How To Use This IEP Checklist
This information was provided by the Disability Rights of Mississippi.
IDEA (The Individuals with Disabilities Education Act, as Amended) requires that a written individualized education program (IEP) be developed for each child to meet his/her educational needs. Every child needing special education must have an IEP, and it must be reviewed and updated at least once a year by the IEP committee.
This IEP checklist is designed to help parents and advocates become knowledgeable members of their children's IEP committees. Look it over before going to the IEP meeting. It will help you to prepare questions for the teachers and other school representatives.
The checklist is divided into three sections with questions to answer before, during and after the IEP meeting. Answering the "before" questions will necessitate your looking back over past records and evaluations and will help you organize your thoughts and feelings so you can better communicate your goals for your child.
"During" questions are based on federal regulations. "Yes" answers to all eight should yield a meeting and, hence, an IEP which conforms to law as well as to your personal goals for your child.
"After" questions are intended to help you monitor your child's program throughout the year. Remember, you are your child's best advocate. If you know your child's rights, then you will be better able to negotiate with the school to ensure that your child will not miss out on important services to which he or she is entitled.
You should never be coerced or intimidated into accepting an IEP you feel is inappropriate. If you have questions during any phase of the IEP process, contact Disability Rights of Mississippi. Once your case has been opened, you'll be assigned an education advocate who will work with you to resolve any problems.
Before The IEP Meeting
1. Consider the long-term goals you have for your child. (Circle ones that apply)
Go to college
Obtain a GED and/or a vocational diploma
Obtain a special education certificate and as many life skills as possible
Work full-time independently
Work with support from a job coach, either full-time or part-time
Not work at all
Live completely independently after schooling is complete
Live in a supervised apartment or group home or other supportive living situation
Live with a family member
Live in a residential facility
2. Are there specific skills that my child could learn during the next year that would help me at home?
3. Is this my child's first IEP/placement in special education? If so, has it been completed within 30 days of the day he/she was ruled eligible for special education?
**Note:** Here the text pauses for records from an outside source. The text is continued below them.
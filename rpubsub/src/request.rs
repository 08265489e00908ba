//! Request builders for the [`Bus`](crate::Bus) entry points.
//!
//! Builders only collect raw input. Topics, limits and phases are parsed and
//! validated when the request reaches the bus, which reports problems as
//! [`Error::InvalidArgument`](crate::Error::InvalidArgument).
//!
//! ```rust,no_run
//! use rpubsub::{Bus, Handler, Listen, Publish};
//! use serde_json::json;
//!
//! # async fn run() -> rpubsub::Result<()> {
//! let bus = Bus::new();
//! bus.listen(Listen::new("UI.tab.opened", Handler::sync(|_, p| Ok(p.clone()))).channel("Reports"))?;
//! bus.add_route("ui", ["Reports"])?;
//! bus.publish(Publish::new("UI.tab.opened.MAIN").route("ui").payload(json!({ "id": 7 }))).await?;
//! # Ok(())
//! # }
//! ```

use serde_json::Value;

use crate::handler::{Handler, HandlerId, OnComplete, OnPublish};

/// One topic string or an ordered list of them.
#[derive(Debug, Clone, Default, PartialEq, Eq)]
pub struct Messages(pub(crate) Vec<String>);

impl Messages {
    #[inline]
    pub fn len(&self) -> usize {
        self.0.len()
    }

    #[inline]
    pub fn is_empty(&self) -> bool {
        self.0.is_empty()
    }

    #[inline]
    pub fn iter(&self) -> impl Iterator<Item = &str> {
        self.0.iter().map(|s| s.as_str())
    }
}

impl From<&str> for Messages {
    fn from(m: &str) -> Self {
        Messages(vec![m.to_owned()])
    }
}

impl From<String> for Messages {
    fn from(m: String) -> Self {
        Messages(vec![m])
    }
}

impl From<&String> for Messages {
    fn from(m: &String) -> Self {
        Messages(vec![m.clone()])
    }
}

impl<S: Into<String>> From<Vec<S>> for Messages {
    fn from(ms: Vec<S>) -> Self {
        Messages(ms.into_iter().map(Into::into).collect())
    }
}

impl<S: Into<String>, const N: usize> From<[S; N]> for Messages {
    fn from(ms: [S; N]) -> Self {
        Messages(ms.into_iter().map(Into::into).collect())
    }
}

/// Registers `handler` for every message pattern.
#[derive(Debug)]
pub struct Listen {
    pub(crate) messages: Messages,
    pub(crate) handler: Handler,
    pub(crate) channel: Option<String>,
    pub(crate) limit: Option<usize>,
}

impl Listen {
    pub fn new<M: Into<Messages>>(messages: M, handler: Handler) -> Self {
        Self { messages: messages.into(), handler, channel: None, limit: None }
    }

    /// Scopes the handler to a channel, reached only through routes.
    pub fn channel<N: Into<String>>(mut self, channel: N) -> Self {
        self.channel = Some(channel.into());
        self
    }

    /// Unregisters the handler after `limit` calls, must be positive.
    pub fn limit(mut self, limit: usize) -> Self {
        self.limit = Some(limit);
        self
    }
}

/// Removes handlers registered under the message patterns.
#[derive(Debug, Clone)]
pub struct Stop {
    pub(crate) messages: Messages,
    pub(crate) channel: Option<String>,
    pub(crate) handler: Option<HandlerId>,
}

impl Stop {
    pub fn new<M: Into<Messages>>(messages: M) -> Self {
        Self { messages: messages.into(), channel: None, handler: None }
    }

    pub fn channel<N: Into<String>>(mut self, channel: N) -> Self {
        self.channel = Some(channel.into());
        self
    }

    /// Removes only the handler with this id.
    pub fn handler<H: Into<HandlerId>>(mut self, id: H) -> Self {
        self.handler = Some(id.into());
        self
    }
}

#[derive(Debug)]
pub struct Subscribe {
    pub(crate) handler: Handler,
    pub(crate) namespace: Option<String>,
    pub(crate) phase: Option<String>,
}

impl Subscribe {
    pub fn new(handler: Handler) -> Self {
        Self { handler, namespace: None, phase: None }
    }

    pub fn namespace<N: Into<String>>(mut self, namespace: N) -> Self {
        self.namespace = Some(namespace.into());
        self
    }

    /// `before` or `after`, accepts a [`Phase`](crate::Phase) as well.
    pub fn phase<P: ToString>(mut self, phase: P) -> Self {
        self.phase = Some(phase.to_string());
        self
    }
}

#[derive(Debug, Clone, Default)]
pub struct Unsubscribe {
    pub(crate) namespace: Option<String>,
    pub(crate) phase: Option<String>,
}

impl Unsubscribe {
    pub fn new() -> Self {
        Self::default()
    }

    pub fn namespace<N: Into<String>>(mut self, namespace: N) -> Self {
        self.namespace = Some(namespace.into());
        self
    }

    pub fn phase<P: ToString>(mut self, phase: P) -> Self {
        self.phase = Some(phase.to_string());
        self
    }
}

pub struct Publish {
    pub(crate) messages: Messages,
    pub(crate) route: Option<String>,
    pub(crate) payload: Option<Value>,
    pub(crate) on_publish: Option<OnPublish>,
    pub(crate) on_complete: Option<OnComplete>,
}

impl Publish {
    pub fn new<M: Into<Messages>>(messages: M) -> Self {
        Self { messages: messages.into(), route: None, payload: None, on_publish: None, on_complete: None }
    }

    pub fn route<N: Into<String>>(mut self, route: N) -> Self {
        self.route = Some(route.into());
        self
    }

    /// Defaults to an empty object.
    pub fn payload(mut self, payload: Value) -> Self {
        self.payload = Some(payload);
        self
    }

    /// Receives every handler and subscriber result.
    pub fn on_publish<F>(mut self, f: F) -> Self
    where
        F: FnMut(&Value) + Send + 'static,
    {
        self.on_publish = Some(Box::new(f));
        self
    }

    /// Runs once, after all messages went through all stages.
    pub fn on_complete<F>(mut self, f: F) -> Self
    where
        F: FnOnce() + Send + 'static,
    {
        self.on_complete = Some(Box::new(f));
        self
    }
}

impl std::fmt::Debug for Publish {
    fn fmt(&self, f: &mut std::fmt::Formatter<'_>) -> std::fmt::Result {
        f.debug_struct("Publish")
            .field("messages", &self.messages)
            .field("route", &self.route)
            .field("payload", &self.payload)
            .field("on_publish", &self.on_publish.is_some())
            .field("on_complete", &self.on_complete.is_some())
            .finish()
    }
}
4. Is this subsequent IEP (not the first one)? If so, was it completed within one year of the day the last one was completed?
5. Was I given Written Prior Notice (WPN) for the IEP meeting and was I given and opportunity to re-schedule if the proposed time/date were inconvenient for me?
6. If a draft IEP had been developed, was I given an opportunity to view if before the meeting?
During The IEP Meeting
1. Are the appropriate persons here?
An agency representative (someone from the school system who is qualified to provided or supervise the provision of special education, is knowledgeable of the general curriculum and the resources of the district, including special education)
A special education teacher
A regular education teacher, if participation in any regular education activities is appropriate for your child
One or both parents
My child, if appropriate
Other persons that either the school or I requested
2. Does the proposed IEP contain the following in understandable terms?
A statement of my child's present level of performance including how his/her disability effects progress in the general (regular) curriculum
A statement of measurable annual goals including benchmarks for measuring progress
A statement of the special education and related services and program modifications and support for school personnel that will be provided for your child in order that he/she can meet the annual goals and participate with other children with disabilities and/or students without disabilities to the fullest extent possible
A statement of how progress toward the annual goal will be measured and how I will be informed o f the progress
The projected date for the beginning of the services and modifications described in the IEP and duration of those services
If my child is 14, or older, a statement of transition services my child needs to prepare him/her for life after school
If my child is 16, a statement of transition services including, when appropriate, a statement of interagency responsibilities and needed linkages
3. Was consideration given to the following:
My child's behavior and need for positive behavior intervention if behavior has been a problem in the past
Language needs of my child if he or she has limited use of English
Instruction in Braille if my child is blind and the IEP committee determines that's appropriate
My child's need for assistive technology
4. Is the information being given to me in understandable language and am I given an opportunity to ask questions?
5. Am I encouraged to contribute significant information about my child?
6. Am I a fully participating member of the IEP team?
7. Am I willing to give formal consent to the services described in the IEP?
8. If I am unwilling to give formal consent, are my rights concerning Due Process explained, and am I invited to another meeting to try to resolve the outstanding issues?
After The IEP Meeting
1. Was I given a copy of the IEP?
2. Were services agreed to in the IEP meeting provided without undue delay after the IEP meeting?
3. Did I receive periodic progress reports at least as often as regular education students received report cards, letting me know what progress was being made on IEP objectives?
4. Given my child's disability, am I satisfied with the rate of progress?